### Aim of the exercise:
Please repeat the lines below, exactly and only, from the one that holds "moment it starts." through the one that holds "impl NoteShape for Pulse".

### Information given:
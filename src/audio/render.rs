use std::fs;
use std::path::{Path, PathBuf};
use std::process::{Command, Stdio};

use serde::{Deserialize, Serialize};
use tracing::debug;

use crate::error::AudioRenderError;

/// Turns a MIDI file into a WAV file on disk.
pub trait AudioRenderer: Send {
    fn render(&self, midi: &Path) -> Result<PathBuf, AudioRenderError>;
}

/// Renders by running an external synthesizer. `{midi}` and `{wav}` in
/// `args` are replaced with the input and output paths.
#[derive(Debug, Clone, PartialEq, Serialize, Deserialize)]
#[serde(default)]
pub struct CommandRenderer {
    pub program: String,
    pub args: Vec<String>,
    pub output_dir: PathBuf,
}

impl Default for CommandRenderer {
    fn default() -> Self {
        Self {
            program: "timidity".into(),
            args: vec!["{midi}".into(), "-Ow".into(), "-o".into(), "{wav}".into()],
            output_dir: std::env::temp_dir().join("midisync"),
        }
    }
}

impl CommandRenderer {
    fn output_path(&self, midi: &Path) -> PathBuf {
        let stem = midi
            .file_stem()
            .map(|s| s.to_string_lossy().into_owned())
            .unwrap_or_else(|| "score".into());
        self.output_dir.join(format!("{stem}.wav"))
    }
}

impl AudioRenderer for CommandRenderer {
    fn render(&self, midi: &Path) -> Result<PathBuf, AudioRenderError> {
        fs::create_dir_all(&self.output_dir).map_err(|source| AudioRenderError::OutputDir {
            path: self.output_dir.clone(),
            source,
        })?;

        let wav = self.output_path(midi);
        match fs::remove_file(&wav) {
            Ok(()) => debug!("Removed previous render {}", wav.display()),
            Err(e) if e.kind() == std::io::ErrorKind::NotFound => {}
            Err(source) => return Err(AudioRenderError::StaleOutput { path: wav, source }),
        }

        let midi_arg = midi.to_string_lossy();
        let wav_arg = wav.to_string_lossy();
        let args: Vec<String> = self
            .args
            .iter()
            .map(|arg| arg.replace("{midi}", &midi_arg).replace("{wav}", &wav_arg))
            .collect();

        debug!("Running {} {:?}", self.program, args);
        let status = Command::new(&self.program)
            .args(&args)
            .stdout(Stdio::null())
            .stderr(Stdio::null())
            .status()
            .map_err(|source| AudioRenderError::Spawn {
                program: self.program.clone(),
                source,
            })?;

        if !status.success() {
            return Err(AudioRenderError::Failed {
                program: self.program.clone(),
                status,
            });
        }
        if !wav.is_file() {
            return Err(AudioRenderError::MissingOutput(wav));
        }

        Ok(wav)
    }
}
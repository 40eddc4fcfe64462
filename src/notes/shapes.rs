use serde::{Deserialize, Serialize};

/// Growth of a held bloom, in `log10(size)` units per second (0.2 per
/// frame at 60 fps).
const GROWTH_PER_SECOND: f32 = 12.0;
/// Opacity lost per second after release.
const FADE_PER_SECOND: f32 = 50.0 / 255.0;
const REFERENCE_FRAME_RATE: f32 = 60.0;

/// What a note looks like over its lifetime. The registry drives notes
/// only through this interface.
pub trait NoteShape {
    /// Recomputes the shape for `elapsed` seconds of playback.
    /// `released_at` is set once the note has received its note-off.
    fn update(&mut self, elapsed: f64, released_at: Option<f64>);
    fn is_finished(&self) -> bool;
    /// Size in reference pixels (1080 rows).
    fn magnitude(&self) -> f32;
    /// 0.0 (invisible) to 1.0.
    fn opacity(&self) -> f32;
}

impl<S: NoteShape + ?Sized> NoteShape for Box<S> {
    fn update(&mut self, elapsed: f64, released_at: Option<f64>) {
        (**self).update(elapsed, released_at)
    }

    fn is_finished(&self) -> bool {
        (**self).is_finished()
    }

    fn magnitude(&self) -> f32 {
        (**self).magnitude()
    }

    fn opacity(&self) -> f32 {
        (**self).opacity()
    }
}

/// Everything known about a note at the moment it starts.
#[derive(Debug, Clone, Copy, PartialEq)]
pub struct NoteStart {
    pub pitch: u8,
    pub velocity: u8,
    pub channel: u8,
    pub track: Option<usize>,
    pub at: f64,
}

pub trait ShapeFactory {
    type Shape: NoteShape;

    fn spawn(&self, start: &NoteStart) -> Self::Shape;
}

/// A circle that swells while held, then shrinks and fades out.
#[derive(Debug, Clone)]
pub struct Bloom {
    size: f32,
    opacity: f32,
    shrink: f32,
    last_update: f64,
    release_size: Option<f32>,
    finished: bool,
}

impl Bloom {
    pub fn new(size: f32, started_at: f64, circle_scale: f32) -> Self {
        Self {
            size,
            opacity: 1.0,
            shrink: circle_scale * 5.0 * REFERENCE_FRAME_RATE,
            last_update: started_at,
            release_size: None,
            finished: false,
        }
    }
}

impl NoteShape for Bloom {
    fn update(&mut self, elapsed: f64, released_at: Option<f64>) {
        if self.finished {
            return;
        }

        match released_at {
            None => {
                let dt = (elapsed - self.last_update).max(0.0) as f32;
                self.size += self.size.max(1.0).log10() * GROWTH_PER_SECOND * dt;
            }
            Some(end) => {
                let base = *self.release_size.get_or_insert(self.size);
                let t = (elapsed - end).max(0.0) as f32;
                self.size = (base - 0.5 * self.shrink * t * t).max(0.0);
                self.opacity = (1.0 - FADE_PER_SECOND * t).max(0.0);

                if self.size <= 0.0 || self.opacity <= 0.0 {
                    self.size = 0.0;
                    self.opacity = 0.0;
                    self.finished = true;
                }
            }
        }

        self.last_update = elapsed;
    }

    fn is_finished(&self) -> bool {
        self.finished
    }

    fn magnitude(&self) -> f32 {
        self.size
    }

    fn opacity(&self) -> f32 {
        self.opacity
    }
}

/// A fixed-size dot that disappears the moment its note ends.
#[derive(Debug, Clone)]
pub struct Pulse {
    size: f32,
    finished: bool,
}

impl Pulse {
    pub fn new(size: f32) -> Self {
        Self {
            size,
            finished: false,
        }
    }
}

impl NoteShape for Pulse {
    fn update(&mut self, _elapsed: f64, released_at: Option<f64>) {
        if released_at.is_some() {
            self.finished = true;
        }
    }

    fn is_finished(&self) -> bool {
        self.finished
    }

    fn magnitude(&self) -> f32 {
        if self.finished { 0.0 } else { self.size }
    }

    fn opacity(&self) -> f32 {
        if self.finished { 0.0 } else { 1.0 }
    }
}

#[derive(Debug, Clone, Copy, PartialEq, Eq, Serialize, Deserialize)]
pub enum ShapeKind {
    /// Bloom sized linearly by pitch, low notes largest.
    PitchBloom,
    /// Bloom sized along a sigmoid of pitch.
    SigmoidBloom,
    /// Pulse sized by velocity.
    VelocityPulse,
}

#[derive(Debug, Clone, Copy)]
pub struct ShapeStyle {
    pub kind: ShapeKind,
    pub min_note: u8,
    pub max_note: u8,
    pub circle_scale: f32,
}

impl ShapeFactory for ShapeStyle {
    type Shape = Box<dyn NoteShape + Send>;

    fn spawn(&self, start: &NoteStart) -> Self::Shape {
        let (lo, hi) = (self.min_note as f32, self.max_note as f32);
        let pitch = start.pitch as f32;

        match self.kind {
            ShapeKind::PitchBloom => Box::new(Bloom::new(
                remap(pitch, lo, hi, 50.0, 5.0) * self.circle_scale,
                start.at,
                self.circle_scale,
            )),
            ShapeKind::SigmoidBloom => Box::new(Bloom::new(
                sigmoid_remap(pitch, lo, hi, self.circle_scale * 50.0, 10.0),
                start.at,
                self.circle_scale,
            )),
            ShapeKind::VelocityPulse => Box::new(Pulse::new(remap(
                start.velocity as f32,
                0.0,
                127.0,
                10.0,
                50.0,
            ))),
        }
    }
}

pub fn remap(value: f32, in_min: f32, in_max: f32, out_min: f32, out_max: f32) -> f32 {
    let span = in_max - in_min;
    if span == 0.0 {
        return out_min;
    }
    out_min + (value - in_min) / span * (out_max - out_min)
}

/// Like [`remap`] but eased through a logistic curve centred on the
/// middle of the input range.
pub fn sigmoid_remap(value: f32, in_min: f32, in_max: f32, out_min: f32, out_max: f32) -> f32 {
    let normalized = remap(value, in_min, in_max, 0.0, 1.0);
    let sigmoid = 1.0 / (1.0 + (-(normalized - 0.5) * 10.0).exp());
    out_min + sigmoid * (out_max - out_min)
}
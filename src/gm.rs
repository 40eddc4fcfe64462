/// General MIDI program names, indexed by program number.
pub const INSTRUMENTS: [&str; 128] = [
    "Acoustic Grand Piano",
    "Bright Acoustic Piano",
    "Electric Grand Piano",
    "Honky-tonk Piano",
    "Electric Piano 1",
    "Electric Piano 2",
    "Harpsichord",
    "Clavinet",
    "Celesta",
    "Glockenspiel",
    "Music Box",
    "Vibraphone",
    "Marimba",
    "Xylophone",
    "Tubular Bells",
    "Dulcimer",
    "Drawbar Organ",
    "Percussive Organ",
    "Rock Organ",
    "Church Organ",
    "Reed Organ",
    "Accordion",
    "Harmonica",
    "Tango Accordion",
    "Acoustic Guitar (nylon)",
    "Acoustic Guitar (steel)",
    "Electric Guitar (jazz)",
    "Electric Guitar (clean)",
    "Electric Guitar (muted)",
    "Overdriven Guitar",
    "Distortion Guitar",
    "Guitar Harmonics",
    "Acoustic Bass",
    "Electric Bass (finger)",
    "Electric Bass (pick)",
    "Fretless Bass",
    "Slap Bass 1",
    "Slap Bass 2",
    "Synth Bass 1",
    "Synth Bass 2",
    "Violin",
    "Viola",
    "Cello",
    "Contrabass",
    "Tremolo Strings",
    "Pizzicato Strings",
    "Orchestral Harp",
    "Timpani",
    "String Ensemble 1",
    "String Ensemble 2",
    "Synth Strings 1",
    "Synth Strings 2",
    "Choir Aahs",
    "Voice Oohs",
    "Synth Voice",
    "Orchestra Hit",
    "Trumpet",
    "Trombone",
    "Tuba",
    "Muted Trumpet",
    "French Horn",
    "Brass Section",
    "Synth Brass 1",
    "Synth Brass 2",
    "Soprano Sax",
    "Alto Sax",
    "Tenor Sax",
    "Baritone Sax",
    "Oboe",
    "English Horn",
    "Bassoon",
    "Clarinet",
    "Piccolo",
    "Flute",
    "Recorder",
    "Pan Flute",
    "Blown Bottle",
    "Shakuhachi",
    "Whistle",
    "Ocarina",
    "Lead 1 (square)",
    "Lead 2 (sawtooth)",
    "Lead 3 (calliope)",
    "Lead 4 (chiff)",
    "Lead 5 (charang)",
    "Lead 6 (voice)",
    "Lead 7 (fifths)",
    "Lead 8 (bass + lead)",
    "Pad 1 (new age)",
    "Pad 2 (warm)",
    "Pad 3 (polysynth)",
    "Pad 4 (choir)",
    "Pad 5 (bowed)",
    "Pad 6 (metallic)",
    "Pad 7 (halo)",
    "Pad 8 (sweep)",
    "FX 1 (rain)",
    "FX 2 (soundtrack)",
    "FX 3 (crystal)",
    "FX 4 (atmosphere)",
    "FX 5 (brightness)",
    "FX 6 (goblins)",
    "FX 7 (echoes)",
    "FX 8 (sci-fi)",
    "Sitar",
    "Banjo",
    "Shamisen",
    "Koto",
    "Kalimba",
    "Bagpipe",
    "Fiddle",
    "Shanai",
    "Tinkle Bell",
    "Agogo",
    "Steel Drums",
    "Woodblock",
    "Taiko Drum",
    "Melodic Tom",
    "Synth Drum",
    "Reverse Cymbal",
    "Guitar Fret Noise",
    "Breath Noise",
    "Seashore",
    "Bird Tweet",
    "Telephone Ring",
    "Helicopter",
    "Applause",
    "Gunshot",
];

/// Channel 10 (index 9) is reserved for percussion in General MIDI.
pub const PERCUSSION_CHANNEL: u8 = 9;

pub fn instrument_name(channel: u8, program: u8) -> &'static str {
    if channel == PERCUSSION_CHANNEL {
        return "Percussion";
    }
    INSTRUMENTS.get(program as usize).copied().unwrap_or("Unknown")
}

#[cfg(test)]
mod tests {
    use super::*;

    #[test]
    fn names_programs() {
        assert_eq!(instrument_name(0, 0), "Acoustic Grand Piano");
        assert_eq!(instrument_name(3, 40), "Violin");
        assert_eq!(instrument_name(PERCUSSION_CHANNEL, 0), "Percussion");
        assert_eq!(instrument_name(0, 200), "Unknown");
    }
}
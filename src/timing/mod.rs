mod clock;
mod dispatcher;
mod score;
mod timeline;

pub use clock::{MonotonicClock, PlaybackClock};
pub use dispatcher::Dispatcher;
pub use score::{Score, ScoreTrack, TrackMessage};
pub use timeline::{Partition, Timeline};
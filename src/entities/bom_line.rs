use rust_decimal::Decimal;
use sea_orm::entity::prelude::*;
use serde::{Deserialize, Serialize};

/// One bill-of-materials line: how much of a material one unit of a product
/// consumes.
#[derive(Clone, Debug, PartialEq, DeriveEntityModel, Serialize, Deserialize)]
#[sea_orm(table_name = "bom_lines")]
pub struct Model {
    #[sea_orm(primary_key)]
    pub id: i64,
    pub product_id: i64,
    pub material_id: i64,
    #[sea_orm(column_type = "Decimal(Some((10, 2)))")]
    pub quantity_per_unit: Decimal,
}

#[derive(Copy, Clone, Debug, EnumIter, DeriveRelation)]
pub enum Relation {
    #[sea_orm(
        belongs_to = "super::product::Entity",
        from = "Column::ProductId",
        to = "super::product::Column::Id"
    )]
    Product,
    #[sea_orm(
        belongs_to = "super::material::Entity",
        from = "Column::MaterialId",
        to = "super::material::Column::Id"
    )]
    Material,
}

impl Related<super::product::Entity> for Entity {
    fn to() -> RelationDef {
        Relation::Product.def()
    }
}

impl Related<super::material::Entity> for Entity {
    fn to() -> RelationDef {
        Relation::Material.def()
    }
}

impl ActiveModelBehavior for ActiveModel {}
use async_trait::async_trait;
use chrono::{DateTime, Utc};
use sea_orm::entity::prelude::*;
use sea_orm::{ActiveModelBehavior, ActiveValue, Set};
use serde::{Deserialize, Serialize};

#[derive(Clone, Debug, PartialEq, Eq, DeriveEntityModel, Serialize, Deserialize)]
#[sea_orm(table_name = "products")]
pub struct Model {
    #[sea_orm(primary_key)]
    pub id: i64,
    pub name: String,
    #[sea_orm(unique)]
    pub article_number: String,
    pub deprecated: bool,
    pub created_at: DateTime<Utc>,
}

#[derive(Copy, Clone, Debug, EnumIter, DeriveRelation)]
pub enum Relation {
    #[sea_orm(has_many = "super::bom_line::Entity")]
    BomLines,
    #[sea_orm(has_many = "super::product_stock::Entity")]
    Stocks,
}

impl Related<super::bom_line::Entity> for Entity {
    fn to() -> RelationDef {
        Relation::BomLines.def()
    }
}

impl Related<super::product_stock::Entity> for Entity {
    fn to() -> RelationDef {
        Relation::Stocks.def()
    }
}

#[async_trait]
impl ActiveModelBehavior for ActiveModel {
    async fn before_save<C>(self, _db: &C, _insert: bool) -> Result<Self, DbErr>
    where
        C: ConnectionTrait,
    {
        let mut active_model = self;
        if let ActiveValue::NotSet = active_model.created_at {
            active_model.created_at = Set(Utc::now());
        }
        Ok(active_model)
    }
}
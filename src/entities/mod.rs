pub mod bom_line;
pub mod delivery;
pub mod delivery_item;
pub mod material;
pub mod material_alternative;
pub mod material_category;
pub mod product;
pub mod product_stock;
pub mod purchase_order;
pub mod purchase_order_item;
pub mod stock_movement;
pub mod transfer;
pub mod transfer_item;
pub mod workshop;
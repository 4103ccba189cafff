use config::{Config, ConfigError, Environment, File};
use serde::Deserialize;
use std::env;
use std::path::Path;
use tracing::info;
use validator::Validate;

const DEFAULT_LOG_LEVEL: &str = "info";
const DEFAULT_ENV: &str = "development";
const CONFIG_DIR: &str = "config";
const DEFAULT_DB_MAX_CONNECTIONS: u32 = 10;
const DEFAULT_DB_MIN_CONNECTIONS: u32 = 1;

/// Application configuration with validation.
///
/// Values are layered from `config/default`, `config/{environment}`, and
/// `APP__`-prefixed environment variables, last source winning.
#[derive(Clone, Debug, Deserialize, Validate)]
#[serde(deny_unknown_fields)]
pub struct AppConfig {
    /// Database connection URL
    #[validate(length(min = 1))]
    pub database_url: String,

    /// Maximum number of pooled database connections
    #[serde(default = "default_db_max_connections")]
    pub db_max_connections: u32,

    /// Minimum number of pooled database connections
    #[serde(default = "default_db_min_connections")]
    pub db_min_connections: u32,

    /// Logging level filter (overridable via RUST_LOG)
    #[serde(default = "default_log_level")]
    pub log_level: String,

    /// Log in JSON format (structured logging)
    #[serde(default)]
    pub log_json: bool,

    /// Application environment
    #[serde(default = "default_environment")]
    pub environment: String,

    /// Whether to run database migrations on startup
    #[serde(default)]
    pub auto_migrate: bool,
}

impl AppConfig {
    /// Minimal configuration, used by tests and embedding callers.
    pub fn new(database_url: impl Into<String>, environment: impl Into<String>) -> Self {
        Self {
            database_url: database_url.into(),
            db_max_connections: DEFAULT_DB_MAX_CONNECTIONS,
            db_min_connections: DEFAULT_DB_MIN_CONNECTIONS,
            log_level: DEFAULT_LOG_LEVEL.to_string(),
            log_json: false,
            environment: environment.into(),
            auto_migrate: false,
        }
    }

    /// Loads configuration from files and environment.
    pub fn load() -> Result<Self, ConfigError> {
        let environment = env::var("APP_ENV").unwrap_or_else(|_| DEFAULT_ENV.to_string());

        let settings = Config::builder()
            .add_source(File::from(Path::new(CONFIG_DIR).join("default")).required(false))
            .add_source(File::from(Path::new(CONFIG_DIR).join(&environment)).required(false))
            .add_source(Environment::with_prefix("APP").separator("__"))
            .build()?;

        let config: AppConfig = settings.try_deserialize()?;
        config
            .validate()
            .map_err(|e| ConfigError::Message(e.to_string()))?;

        info!(environment = %config.environment, "configuration loaded");
        Ok(config)
    }

    pub fn is_development(&self) -> bool {
        self.environment == "development"
    }
}

fn default_db_max_connections() -> u32 {
    DEFAULT_DB_MAX_CONNECTIONS
}

fn default_db_min_connections() -> u32 {
    DEFAULT_DB_MIN_CONNECTIONS
}

fn default_log_level() -> String {
    DEFAULT_LOG_LEVEL.to_string()
}

fn default_environment() -> String {
    DEFAULT_ENV.to_string()
}
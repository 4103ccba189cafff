use sea_orm_migration::prelude::*;

#[derive(DeriveMigrationName)]
pub struct Migration;

#[async_trait::async_trait]
impl MigrationTrait for Migration {
    async fn up(&self, manager: &SchemaManager) -> Result<(), DbErr> {
        manager
            .create_table(
                Table::create()
                    .table(Products::Table)
                    .if_not_exists()
                    .col(
                        ColumnDef::new(Products::Id)
                            .big_integer()
                            .not_null()
                            .auto_increment()
                            .primary_key(),
                    )
                    .col(ColumnDef::new(Products::Name).string_len(255).not_null())
                    .col(
                        ColumnDef::new(Products::ArticleNumber)
                            .string_len(100)
                            .not_null()
                            .unique_key(),
                    )
                    .col(
                        ColumnDef::new(Products::Deprecated)
                            .boolean()
                            .not_null()
                            .default(false),
                    )
                    .col(
                        ColumnDef::new(Products::CreatedAt)
                            .timestamp_with_time_zone()
                            .not_null()
                            .default(Expr::current_timestamp()),
                    )
                    .to_owned(),
            )
            .await?;

        manager
            .create_table(
                Table::create()
                    .table(BomLines::Table)
                    .if_not_exists()
                    .col(
                        ColumnDef::new(BomLines::Id)
                            .big_integer()
                            .not_null()
                            .auto_increment()
                            .primary_key(),
                    )
                    .col(ColumnDef::new(BomLines::ProductId).big_integer().not_null())
                    .col(ColumnDef::new(BomLines::MaterialId).big_integer().not_null())
                    .col(
                        ColumnDef::new(BomLines::QuantityPerUnit)
                            .decimal_len(10, 2)
                            .not_null(),
                    )
                    .foreign_key(
                        ForeignKey::create()
                            .name("fk_bom_lines_product")
                            .from(BomLines::Table, BomLines::ProductId)
                            .to(Products::Table, Products::Id)
                            .on_delete(ForeignKeyAction::Cascade),
                    )
                    .foreign_key(
                        ForeignKey::create()
                            .name("fk_bom_lines_material")
                            .from(BomLines::Table, BomLines::MaterialId)
                            .to(Materials::Table, Materials::Id)
                            .on_delete(ForeignKeyAction::Cascade),
                    )
                    .to_owned(),
            )
            .await?;

        manager
            .create_index(
                Index::create()
                    .if_not_exists()
                    .name("idx_bom_lines_product_material")
                    .table(BomLines::Table)
                    .col(BomLines::ProductId)
                    .col(BomLines::MaterialId)
                    .unique()
                    .to_owned(),
            )
            .await?;

        manager
            .create_table(
                Table::create()
                    .table(ProductStocks::Table)
                    .if_not_exists()
                    .col(
                        ColumnDef::new(ProductStocks::Id)
                            .big_integer()
                            .not_null()
                            .auto_increment()
                            .primary_key(),
                    )
                    .col(
                        ColumnDef::new(ProductStocks::WorkshopId)
                            .big_integer()
                            .not_null(),
                    )
                    .col(
                        ColumnDef::new(ProductStocks::ProductId)
                            .big_integer()
                            .not_null(),
                    )
                    .col(
                        ColumnDef::new(ProductStocks::Quantity)
                            .decimal_len(10, 2)
                            .not_null()
                            .default(0),
                    )
                    .foreign_key(
                        ForeignKey::create()
                            .name("fk_product_stocks_workshop")
                            .from(ProductStocks::Table, ProductStocks::WorkshopId)
                            .to(Workshops::Table, Workshops::Id)
                            .on_delete(ForeignKeyAction::Cascade),
                    )
                    .foreign_key(
                        ForeignKey::create()
                            .name("fk_product_stocks_product")
                            .from(ProductStocks::Table, ProductStocks::ProductId)
                            .to(Products::Table, Products::Id)
                            .on_delete(ForeignKeyAction::Cascade),
                    )
                    .to_owned(),
            )
            .await?;

        manager
            .create_index(
                Index::create()
                    .if_not_exists()
                    .name("idx_product_stocks_workshop_product")
                    .table(ProductStocks::Table)
                    .col(ProductStocks::WorkshopId)
                    .col(ProductStocks::ProductId)
                    .unique()
                    .to_owned(),
            )
            .await
    }

    async fn down(&self, manager: &SchemaManager) -> Result<(), DbErr> {
        manager
            .drop_table(Table::drop().table(ProductStocks::Table).to_owned())
            .await?;
        manager
            .drop_table(Table::drop().table(BomLines::Table).to_owned())
            .await?;
        manager
            .drop_table(Table::drop().table(Products::Table).to_owned())
            .await
    }
}

#[derive(DeriveIden)]
enum Products {
    Table,
    Id,
    Name,
    ArticleNumber,
    Deprecated,
    CreatedAt,
}

#[derive(DeriveIden)]
enum BomLines {
    Table,
    Id,
    ProductId,
    MaterialId,
    QuantityPerUnit,
}

#[derive(DeriveIden)]
enum ProductStocks {
    Table,
    Id,
    WorkshopId,
    ProductId,
    Quantity,
}

#[derive(DeriveIden)]
enum Workshops {
    Table,
    Id,
}

#[derive(DeriveIden)]
enum Materials {
    Table,
    Id,
}
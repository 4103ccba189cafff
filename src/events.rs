use rust_decimal::Decimal;
use serde::{Deserialize, Serialize};
use tokio::sync::mpsc;
use tracing::warn;

use crate::entities::stock_movement::ChangeKind;

/// Domain events published after a successful commit.
///
/// Events are fire-and-forget notifications for downstream consumers
/// (reporting, cache invalidation); the ledger itself never depends on them.
#[derive(Debug, Clone, Serialize, Deserialize)]
pub enum Event {
    MovementRecorded {
        movement_id: i64,
        workshop_id: i64,
        material_id: i64,
        kind: ChangeKind,
        quantity: Decimal,
    },
    MovementCorrected {
        movement_id: i64,
    },
    MovementDeleted {
        movement_id: i64,
    },

    DeliveryCreated {
        delivery_id: i64,
    },
    DeliveryUpdated {
        delivery_id: i64,
    },
    DeliveryDeleted {
        delivery_id: i64,
    },

    TransferCreated {
        transfer_id: i64,
    },
    TransferUpdated {
        transfer_id: i64,
    },
    TransferDeleted {
        transfer_id: i64,
    },

    OrderCreated {
        order_id: i64,
    },
    OrderUpdated {
        order_id: i64,
    },
    OrderDeleted {
        order_id: i64,
    },

    StockAdjusted {
        workshop_id: i64,
        material_id: i64,
        delta: Decimal,
    },
    InventoryReconciled {
        workshop_id: i64,
        material_id: i64,
        delta: Decimal,
    },
    ProductManufactured {
        product_id: i64,
        workshop_id: i64,
        quantity: Decimal,
    },
}

#[derive(Debug, Clone)]
pub struct EventSender {
    sender: mpsc::Sender<Event>,
}

impl EventSender {
    /// Creates a new EventSender
    pub fn new(sender: mpsc::Sender<Event>) -> Self {
        Self { sender }
    }

    /// Sends an event asynchronously
    pub async fn send(&self, event: Event) -> Result<(), String> {
        self.sender
            .send(event)
            .await
            .map_err(|e| format!("Failed to send event: {}", e))
    }

    /// Post-commit publication: a full or closed channel is logged, never
    /// propagated to the caller.
    pub async fn send_or_log(&self, event: Event) {
        if let Err(e) = self.send(event.clone()).await {
            let payload =
                serde_json::to_string(&event).unwrap_or_else(|_| format!("{:?}", event));
            warn!(event = %payload, "failed to publish event: {}", e);
        }
    }
}
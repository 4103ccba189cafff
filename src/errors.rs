use sea_orm::error::DbErr;
use thiserror::Error;

/// Service-level error taxonomy.
///
/// Document operations validate everything before writing anything: a
/// `ValidationError` or `InsufficientStock` always means nothing was
/// persisted. `ConcurrentModification` means the caller should retry the
/// whole document operation, not just the failing line.
#[derive(Error, Debug)]
pub enum ServiceError {
    #[error("Database error: {0}")]
    DatabaseError(#[from] DbErr),

    #[error("Not found: {0}")]
    NotFound(String),

    #[error("Validation error: {0}")]
    ValidationError(String),

    #[error("Insufficient stock: {0}")]
    InsufficientStock(String),

    #[error("Consistency error: {0}")]
    ConsistencyError(String),

    #[error("Concurrent modification: {0}")]
    ConcurrentModification(String),

    #[error("Invalid operation: {0}")]
    InvalidOperation(String),

    #[error("Conflict: {0}")]
    Conflict(String),

    #[error("Event error: {0}")]
    EventError(String),

    #[error("Internal error: {0}")]
    InternalError(String),

    #[error("Other error: {0}")]
    Other(#[from] anyhow::Error),
}

impl ServiceError {
    pub fn db_error(error: DbErr) -> Self {
        ServiceError::DatabaseError(error)
    }

    pub fn not_found(what: impl Into<String>) -> Self {
        ServiceError::NotFound(what.into())
    }

    pub fn validation(message: impl Into<String>) -> Self {
        ServiceError::ValidationError(message.into())
    }
}

impl From<validator::ValidationErrors> for ServiceError {
    fn from(err: validator::ValidationErrors) -> Self {
        ServiceError::ValidationError(err.to_string())
    }
}

#[cfg(test)]
mod tests {
    use super::*;

    #[test]
    fn display_includes_detail() {
        let err = ServiceError::NotFound("material 42".to_string());
        assert_eq!(err.to_string(), "Not found: material 42");

        let err = ServiceError::InsufficientStock("current 10, change -15".to_string());
        assert!(err.to_string().starts_with("Insufficient stock:"));
    }
}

### Result of this task:
/// Everything known about a note at the moment it starts.
#[derive(Debug, Clone, Copy, PartialEq)]
pub struct NoteStart {
    pub pitch: u8,
    pub velocity: u8,
    pub channel: u8,
    pub track: Option<usize>,
    pub at: f64,
}

pub trait ShapeFactory {
    type Shape: NoteShape;

    fn spawn(&self, start: &NoteStart) -> Self::Shape;
}

/// A circle that swells while held, then shrinks and fades out.
#[derive(Debug, Clone)]
pub struct Bloom {
    size: f32,
    opacity: f32,
    shrink: f32,
    last_update: f64,
    release_size: Option<f32>,
    finished: bool,
}

impl Bloom {
    pub fn new(size: f32, started_at: f64, circle_scale: f32) -> Self {
        Self {
            size,
            opacity: 1.0,
            shrink: circle_scale * 5.0 * REFERENCE_FRAME_RATE,
            last_update: started_at,
            release_size: None,
            finished: false,
        }
    }
}

impl NoteShape for Bloom {
    fn update(&mut self, elapsed: f64, released_at: Option<f64>) {
        if self.finished {
            return;
        }

        match released_at {
            None => {
                let dt = (elapsed - self.last_update).max(0.0) as f32;
                self.size += self.size.max(1.0).log10() * GROWTH_PER_SECOND * dt;
            }
            Some(end) => {
                let base = *self.release_size.get_or_insert(self.size);
                let t = (elapsed - end).max(0.0) as f32;
                self.size = (base - 0.5 * self.shrink * t * t).max(0.0);
                self.opacity = (1.0 - FADE_PER_SECOND * t).max(0.0);

                if self.size <= 0.0 || self.opacity <= 0.0 {
                    self.size = 0.0;
                    self.opacity = 0.0;
                    self.finished = true;
                }
            }
        }

        self.last_update = elapsed;
    }

    fn is_finished(&self) -> bool {
        self.finished
    }

    fn magnitude(&self) -> f32 {
        self.size
    }

    fn opacity(&self) -> f32 {
        self.opacity
    }
}

/// A fixed-size dot that disappears the moment its note ends.
#[derive(Debug, Clone)]
pub struct Pulse {
    size: f32,
    finished: bool,
}

impl Pulse {
    pub fn new(size: f32) -> Self {
        Self {
            size,
            finished: false,
        }
    }
}

impl NoteShape for Pulse {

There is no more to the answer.